A 72-year-old man is admitted to the hospital because of dyspnea at rest
and inability to lie flat due to shortness of breath.
Every time he tries to lie down he’s so short of breath he has to sit up.
He also has ankle swelling.
He reports these symptoms have been gradually developing over several months.
He lives with his wife and he's been well previously.
He was told as a young man that he had a heart murmur but it never caused him any trouble.
On physical exam his blood pressure was 139/75, not too remarkable for a man his age,
heart rate is 88 and his fingertip oxygen saturation is a bit low at 88%.
His jugular venous pulse is elevated at 14 cm/h2o again implying a high pressure in the right atrium.
He has respiratory sounds, crackles 2/3 of the way up the back implying that there's a lot of fluid in the lungs
and he has a grade 3/6 blowing holosystolic murmur best heard laterally in the apex
and there's no third sound.
Let me imitate that for you. So here's normal, lub-dub, lub-dub, lub-dub.
Here it is with the murmur, lub-whoo-dub, lub-whoo-dub, lub-whoo-dub.
You can hear that sort of blowing murmur very different from the murmur of aortic stenosis
which is hurm, hurm, hurm - this murmur is whoo, whoo, whoo;
and is typical of the murmur of mitral regurgitation, there's no third heart sound
and there's 2+ pitting edema consistent again with heart failure.
What are the critical findings here?
Of course dyspnea at rest and inability to lie flat in other words orthopnea,
are signs of heart failure. He's hypoxic which fits with his lung findings that is there's lots of fluid in the lung.
He has jugular venous distention, elevated right atrial pressure
and of course he has the murmur of mitral regurgitation
and his edema in his leg is another sign of heart failure.
So what are the diagnostic options?
Well almost certainly one of the first things we do would be a Doppler
and two-dimensional echo cardiographic study to see how good the ventricle is performing
and to see if we could see the mitral regurge,
and here we see two echos on the left is the image without the Doppler.
You can see the left ventricle is enlarged as is the left atrium
and a little arrow points to the mitral valve that’s prolapsing
and then in addition, you can see the Doppler collar lots of regurgitation into the left atrium
so this is severe mitral regurgitation secondary to mitral valve prolapse.
So what's the options?
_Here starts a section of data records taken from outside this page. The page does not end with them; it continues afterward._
// crates/publish-flow-core/src/core/outcome.rs
// ============================================================================
// Module: Publish Flow Validation Outcome
// Description: Structured validation errors and the combined check verdict.
// Purpose: Provide the single result type shared by reporting and publishing.
// Dependencies: serde, serde_json
// ============================================================================

//! ## Overview
//! Validation produces an ordered list of [`ErrorEntry`] values and the
//! subset of fields that passed, then folds both into a
//! [`ValidationOutcome`]. The outcome is the only input the reporter and the
//! branch reconciler consume.
//!
//! ## Invariants
//! - `valid` is true exactly when `errors` is empty.
//! - `data` is a subset of the schema fields and never contains a field that
//!   also has an error.

// ============================================================================
// SECTION: Imports
// ============================================================================

use serde::Deserialize;
use serde::Serialize;
use serde_json::Map;
use serde_json::Value;

use crate::core::fields::field;
use crate::core::identifiers::PublishType;

// ============================================================================
// SECTION: Valid Data
// ============================================================================

/// Validated field values in schema declaration order.
pub type ValidData = Map<String, Value>;

// ============================================================================
// SECTION: Error Kinds
// ============================================================================

/// Machine-readable category of a validation error.
#[derive(Debug, Clone, Copy, PartialEq, Eq, Hash, Serialize, Deserialize)]
#[serde(rename_all = "snake_case")]
pub enum ErrorKind {
    /// Required field is absent.
    Missing,
    /// Value is not text.
    StringType,
    /// Value is not a boolean.
    BoolType,
    /// Text exceeds the maximum length.
    StringTooLong,
    /// Text does not match the required pattern.
    StringPatternMismatch,
    /// Project home page is unreachable.
    GithubUrl,
    /// Submission is identical to the registry record.
    PreviousData,
    /// Load-test metadata is unavailable.
    Metadata,
    /// Load test failed.
    PluginTest,
}

impl ErrorKind {
    /// Returns the stable snake case name.
    #[must_use]
    pub const fn as_str(self) -> &'static str {
        match self {
            Self::Missing => "missing",
            Self::StringType => "string_type",
            Self::BoolType => "bool_type",
            Self::StringTooLong => "string_too_long",
            Self::StringPatternMismatch => "string_pattern_mismatch",
            Self::GithubUrl => "github_url",
            Self::PreviousData => "previous_data",
            Self::Metadata => "metadata",
            Self::PluginTest => "plugin_test",
        }
    }

    /// Returns the catalog key for the default message of this kind.
    #[must_use]
    pub fn message_key(self) -> String {
        format!("error.{}", self.as_str())
    }
}

// ============================================================================
// SECTION: Error Entry
// ============================================================================

/// One validation failure.
///
/// # Invariants
/// - `loc` is non-empty; the first element names a field or a rule.
#[derive(Debug, Clone, PartialEq, Serialize, Deserialize)]
pub struct ErrorEntry {
    /// Location path; the first element is the field or rule name.
    pub loc: Vec<String>,
    /// Rendered human-readable message.
    pub msg: String,
    /// Machine-readable error category.
    #[serde(rename = "type")]
    pub kind: ErrorKind,
    /// Structured context used by reporting.
    #[serde(default, skip_serializing_if = "Map::is_empty")]
    pub ctx: Map<String, Value>,
    /// Offending input when one exists.
    #[serde(default, skip_serializing_if = "Option::is_none")]
    pub input: Option<Value>,
}

impl ErrorEntry {
    /// Creates an entry located at a single field or rule name.
    #[must_use]
    pub fn at(location: &str, kind: ErrorKind, msg: impl Into<String>) -> Self {
        Self {
            loc: vec![location.to_string()],
            msg: msg.into(),
            kind,
            ctx: Map::new(),
            input: None,
        }
    }

    /// Adds a context value.
    #[must_use]
    pub fn with_ctx(mut self, key: &str, value: impl Into<Value>) -> Self {
        self.ctx.insert(key.to_string(), value.into());
        self
    }

    /// Sets the offending input.
    #[must_use]
    pub fn with_input(mut self, input: Value) -> Self {
        self.input = Some(input);
        self
    }

    /// Returns the field or rule name this entry is located at.
    #[must_use]
    pub fn field(&self) -> Option<&str> {
        self.loc.first().map(String::as_str)
    }
}

// ============================================================================
// SECTION: Field Validation
// ============================================================================

/// Intermediate result of schema validation and rule application.
#[derive(Debug, Clone, Default, PartialEq)]
pub struct FieldValidation {
    /// Fields that passed validation.
    pub data: ValidData,
    /// Ordered validation errors.
    pub errors: Vec<ErrorEntry>,
}

// ============================================================================
// SECTION: Validation Outcome
// ============================================================================

/// Final verdict for one submission.
///
/// # Invariants
/// - `valid == errors.is_empty()`.
/// - `name` and `author` are always present, possibly empty.
#[derive(Debug, Clone, PartialEq, Serialize, Deserialize)]
pub struct ValidationOutcome {
    /// True when no errors were found.
    pub valid: bool,
    /// Publish type the submission was validated as.
    pub publish_type: PublishType,
    /// Submission name from validated data or the raw extraction.
    pub name: String,
    /// Submitting account login.
    pub author: String,
    /// Fields that passed validation.
    pub data: ValidData,
    /// Ordered validation errors.
    pub errors: Vec<ErrorEntry>,
}

impl ValidationOutcome {
    /// Returns the issue and pull request title for this outcome.
    #[must_use]
    pub fn title(&self) -> String {
        self.publish_type.title_for(&self.name)
    }

    /// Returns a validated text field.
    #[must_use]
    pub fn text(&self, name: &str) -> Option<&str> {
        self.data.get(name).and_then(Value::as_str)
    }

    /// Returns the validated project home page.
    #[must_use]
    pub fn github_url(&self) -> Option<&str> {
        self.text(field::GITHUB_URL)
    }

    /// Returns the error located at `name`, if any.
    #[must_use]
    pub fn error_for(&self, name: &str) -> Option<&ErrorEntry> {
        self.errors.iter().find(|entry| entry.field() == Some(name))
    }
}
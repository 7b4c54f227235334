// crates/publish-flow-cli/src/lib.rs
// ============================================================================
// Module: Publish Flow CLI Library
// Description: Shared helpers for the publish-flow command-line interface.
// Purpose: Provide reusable components (i18n, logging) for the binary and tests.
// Dependencies: clap, publish-flow-core, tracing-subscriber
// ============================================================================

//! ## Overview
//! This library houses the CLI message catalog and logging setup. The binary
//! entry point (`src/main.rs`) imports these helpers so every user-facing
//! line goes through one catalog and every run logs the same way.

// ============================================================================
// SECTION: Modules
// ============================================================================

/// Internationalization helpers and message catalog.
pub mod i18n;
/// Tracing subscriber setup.
pub mod logging;
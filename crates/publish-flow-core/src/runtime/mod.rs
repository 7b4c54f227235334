// crates/publish-flow-core/src/runtime/mod.rs
// ============================================================================
// Module: Publish Flow Runtime
// Description: Validation pipeline, reporting, git reconciliation, workflow.
// Purpose: Implement every publish-check stage on top of the core types.
// Dependencies: regex, serde_json, thiserror, tracing, crate::{core, interfaces}
// ============================================================================

//! ## Overview
//! The runtime is ordered the way a check runs: [`extractor`] reads the
//! issue body, [`schema`] validates fields, [`rules`] applies cross-field
//! checks, [`reducer`] folds the result, [`report`] renders it, and
//! [`reconciler`] publishes it. [`workflow`] wires the stages to the forge.

// ============================================================================
// SECTION: Submodules
// ============================================================================

pub mod extractor;
pub mod memory;
pub mod publish_types;
pub mod reachability;
pub mod reconciler;
pub mod reducer;
pub mod report;
pub mod rules;
pub mod schema;
pub mod workflow;

// ============================================================================
// SECTION: Re-Exports
// ============================================================================

pub use extractor::FieldExtractor;
pub use extractor::PLUGIN_SECTIONS;
pub use extractor::SectionKind;
pub use extractor::SectionLabel;
pub use memory::InMemoryRegistryStore;
pub use publish_types::PluginHandler;
pub use publish_types::PublishTypeError;
pub use publish_types::PublishTypeHandler;
pub use publish_types::PublishTypeRegistry;
pub use publish_types::Submission;
pub use publish_types::ValidationEnv;
pub use publish_types::validate_submission;
pub use reachability::ReachabilityCache;
pub use reconciler::BranchReconciler;
pub use reconciler::COMMIT_MESSAGE_PREFIX;
pub use reconciler::ConflictResolution;
pub use reconciler::PublishedBranch;
pub use reconciler::ReconcileError;
pub use reconciler::SkipReason;
pub use reconciler::UPDATE_MESSAGE_PREFIX;
pub use reconciler::commit_message;
pub use reconciler::pull_request_title;
pub use reducer::ReportReducer;
pub use report::MarkdownReportRenderer;
pub use report::REPORT_MARKER;
pub use rules::PluginRuleEngine;
pub use rules::PublishRules;
pub use rules::RuleContext;
pub use schema::FieldRule;
pub use schema::FieldSpec;
pub use schema::FieldType;
pub use schema::GITHUB_URL_PATTERN;
pub use schema::NAME_MAX_LENGTH;
pub use schema::Schema;
pub use schema::SchemaError;
pub use schema::SchemaValidator;
pub use schema::ValidationContext;
pub use workflow::CheckReport;
pub use workflow::ClosedReport;
pub use workflow::CommentAction;
pub use workflow::DEFAULT_BOT_MARKER;
pub use workflow::Ignored;
pub use workflow::MAINTAINER_ASSOCIATIONS;
pub use workflow::PublishWorkflow;
pub use workflow::ReviewReport;
pub use workflow::SKIP_PLUGIN_TEST_COMMENT;
pub use workflow::WorkflowError;
pub use workflow::WorkflowServices;
pub use workflow::WorkflowSettings;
Well, the first thing is because of his age,
we do a catherization and we find that there is a atherosclerotic narrowing of the right coronary,
severe mitral regurge and fortunately left ventricular function is normal.
so, the diagnosis is severe mitral regurgitation secondary to mitral valve prolapse
and by ventricular heart failure.
Moving on to treatment, he's referred to cardio thoracic surgery where he undergoes a mitral valve repair
and he gets a single coronary bypass to his right coronary.
One might have also just angioplasty then and stented the right coronary
and then sent him just for the mitral valve repair and either one of those approaches would have been fine
and the patient has an uneventful recovery and much less heart failure symptoms,
is able to resume normal activities.